While generative Artificial Intelligence (AI) has the potential to improve kidney care, it also poses substantial challenges. Applications under discussion touch on every aspect of treatment, including the creation of new prognostic tools and methodologies, personalized medical education for professionals and patients, and protocols that alleviate the burden of administrative tasks. FME is developing an AI framework for clinical workflows that considers both the benefits and risks that AI poses for the future of patient care.
The development of generative Artificial Intelligence (AI) has created excitement and prompted vigorous debate across various industries, including healthcare.1 Dubbed “Gen AI,” this novel technology transcends conventional rule-based systems, data analysis, and predictions. Departing from the familiar confines of traditional AI, generative AI ventures into uncharted territory where machines wield the power of creativity sans human intervention.2
Generative AI stands apart because of its ability to create human-like content—images, text, melodies, or even entire narratives—using complex computer algorithms. These differ from conventional machine learning algorithms that can generate simple outputs. Instead, generative models create new content based on an assortment of data on which they have been trained by weaving together semantic patterns and knowledge structures.2,3
Generative AI systems, particularly large language models (LLMs), hold numerous potential applications and may revolutionize several aspects of healthcare.4,5,6
Clinical Insights and Powerful Prognostic Tools: A recent systematic review highlighted that most published studies focus on the use of LLMs as medical chatbots and to generate patient information and clinical documentation as well as for patient education and to simplify imaging reports.7 Generative AI and multimodal LLMs may have direct clinical applications, such as generating diagnostic 8,9,10,11 and prognostic 12,13 predictions, given their ability to encode medical knowledge and/or interpret medical signs and symptoms similar to semantic elements.12,13 For instance, Kanda and colleagues utilized an early natural language processing (NLP) architecture, word2vec, to analyze chronic kidney disease (CKD) literature, accurately predicting death and end-stage kidney disease (ESKD) onset. With the advent of more advanced LLMs, coupled with fine-tuning in the medical domain, highly accurate outcome predictions can be generated directly from medical notes, referral letters, and patients’ narratives without the need to document medical encounters in structured electronic health record systems, thus reducing documentation burden and limitations due to incomplete ontologies.12,15
Personalized Care: New LLM architectures like pretrained transformers offer broader possibilities for analyzing multimodal data and detecting nuanced associations. These advancements enable languageunderstanding technologies to learn patterns across various data types, such as comorbidity codes, lab tests, images, clinical narratives, and patient-reported outcomes. For example, Savcisens et al. demonstrated the effectiveness of this approach in predictive modeling using life-events data, showing that these models could accurately predict diverse outcomes such as early mortality and personality nuances by learning patterns from detailed event sequences.16
Efficiency and Cost Savings: Generative AI can alleviate the administrative burden on healthcare staff, including time-consuming non-medical tasks.17,18,19,20,21,22,23 Streamlining these tasks can save time, minimize disruptions, and potentially enhance patient-clinician interactions. Studies show that LLMs can summarize medical notes and dialogues with high accuracy.24,25 For instance, FME Global Medical Office and Santa Barbara Smart Health developed software leveraging GPT-4 to transcribe patient-physician interactions, achieving reliable abstraction of 33 medical elements, including pre-existing medical conditions, drug prescriptions, biochemical parameters, active problems, and treatment plans. The system produced a reliable and accurate summary of medical concepts in a small proof-of-concept study.

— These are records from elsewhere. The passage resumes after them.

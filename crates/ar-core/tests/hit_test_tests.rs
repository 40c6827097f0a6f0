// Host-side tests for screen-point picking.

use ar_core::*;
use glam::{Mat4, Vec2, Vec3};

/// Stand-in for the renderer: the model's geometry as bounding spheres.
struct SphereModel {
    spheres: Vec<(Vec3, f32)>,
}

fn ray_sphere(ray_origin: Vec3, ray_dir: Vec3, center: Vec3, radius: f32) -> Option<f32> {
    let oc = ray_origin - center;
    let b = oc.dot(ray_dir);
    let c = oc.dot(oc) - radius * radius;
    let disc = b * b - c;
    if disc < 0.0 {
        return None;
    }
    let t = -b - disc.sqrt();
    (t >= 0.0).then_some(t)
}

impl RaycastTarget for SphereModel {
    fn intersect(&self, ray: &Ray, _recursive: bool) -> RayHits {
        self.spheres
            .iter()
            .filter_map(|(c, r)| ray_sphere(ray.origin, ray.direction, *c, *r))
            .map(|distance| RayHit { distance })
            .collect()
    }
}

fn viewport() -> Viewport {
    Viewport {
        left: 0.0,
        top: 0.0,
        width: 800.0,
        height: 600.0,
    }
}

fn camera_at_z(z: f32) -> CameraPose {
    let world = Mat4::from_translation(Vec3::new(0.0, 0.0, z));
    let projection = Mat4::perspective_rh(std::f32::consts::FRAC_PI_4, 800.0 / 600.0, 0.1, 100.0);
    CameraPose::new(world, projection)
}

fn unit_model() -> SphereModel {
    SphereModel {
        spheres: vec![(Vec3::ZERO, 1.0)],
    }
}

#[test]
fn ndc_maps_corners_and_inverts_y() {
    let vp = Viewport {
        left: 100.0,
        top: 50.0,
        width: 200.0,
        height: 100.0,
    };
    assert_eq!(vp.to_ndc(Vec2::new(100.0, 50.0)), Some(Vec2::new(-1.0, 1.0)));
    assert_eq!(vp.to_ndc(Vec2::new(300.0, 150.0)), Some(Vec2::new(1.0, -1.0)));
    assert_eq!(vp.to_ndc(Vec2::new(200.0, 100.0)), Some(Vec2::new(0.0, 0.0)));
}

#[test]
fn zero_sized_viewport_has_no_ndc() {
    let vp = Viewport {
        left: 0.0,
        top: 0.0,
        width: 0.0,
        height: 600.0,
    };
    assert_eq!(vp.to_ndc(Vec2::new(1.0, 1.0)), None);
}

#[test]
fn center_ray_points_down_camera_axis() {
    let ray = camera_at_z(5.0).ray_through(Vec2::ZERO);
    assert!((ray.origin - Vec3::new(0.0, 0.0, 5.0)).length() < 1e-5);
    assert!((ray.direction - Vec3::new(0.0, 0.0, -1.0)).length() < 1e-4);
}

#[test]
fn off_center_ray_leans_towards_the_point() {
    let ray = camera_at_z(5.0).ray_through(Vec2::new(0.5, -0.5));
    assert!(ray.direction.x > 0.0);
    assert!(ray.direction.y < 0.0);
    assert!(ray.direction.z < 0.0);
    assert!((ray.direction.length() - 1.0).abs() < 1e-5);
}

#[test]
fn tap_on_silhouette_hits_and_corner_misses() {
    let svc = HitTestService;
    let model = unit_model();
    let cam = camera_at_z(5.0);
    let target: Option<&dyn RaycastTarget> = Some(&model);
    assert!(svc.hits_model(Vec2::new(400.0, 300.0), &viewport(), &cam, target));
    assert!(!svc.hits_model(Vec2::new(5.0, 5.0), &viewport(), &cam, target));
}

#[test]
fn no_model_never_hits() {
    let svc = HitTestService;
    assert!(!svc.hits_model(
        Vec2::new(400.0, 300.0),
        &viewport(),
        &camera_at_z(5.0),
        None
    ));
}

#[test]
fn hierarchy_hit_on_any_part_counts() {
    let svc = HitTestService;
    let model = SphereModel {
        spheres: vec![(Vec3::new(-50.0, 0.0, 0.0), 0.5), (Vec3::ZERO, 0.5)],
    };
    let target: Option<&dyn RaycastTarget> = Some(&model);
    assert!(svc.hits_model(
        Vec2::new(400.0, 300.0),
        &viewport(),
        &camera_at_z(5.0),
        target
    ));
}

FME is exploring how generative AI might streamline the process of collecting patient referral information, with the potential to expedite referrals and admissions and enhance data entry accuracy. We are also investigating the development of a ChatGPT-like tool to assist staff in offering targeted guidance for handling non-clinical tasks, with the goal of reducing staff burden and supporting new clinical leaders. This includes examining how the tool could navigate intricate requirements related to Worker’s Compensation and the Conditions for Coverage for ESKD Facilities. Additionally, FME aims to reduce patient attrition and improve their experience.26,27,28 By considering the implementation of an AI-guided referral pathway and AI-powered case management, we hope to assist FME’s Continuity of Care team in identifying patients at high risk of attrition, conducting root cause analyses, and providing data-driven insights to case managers (Figure 1).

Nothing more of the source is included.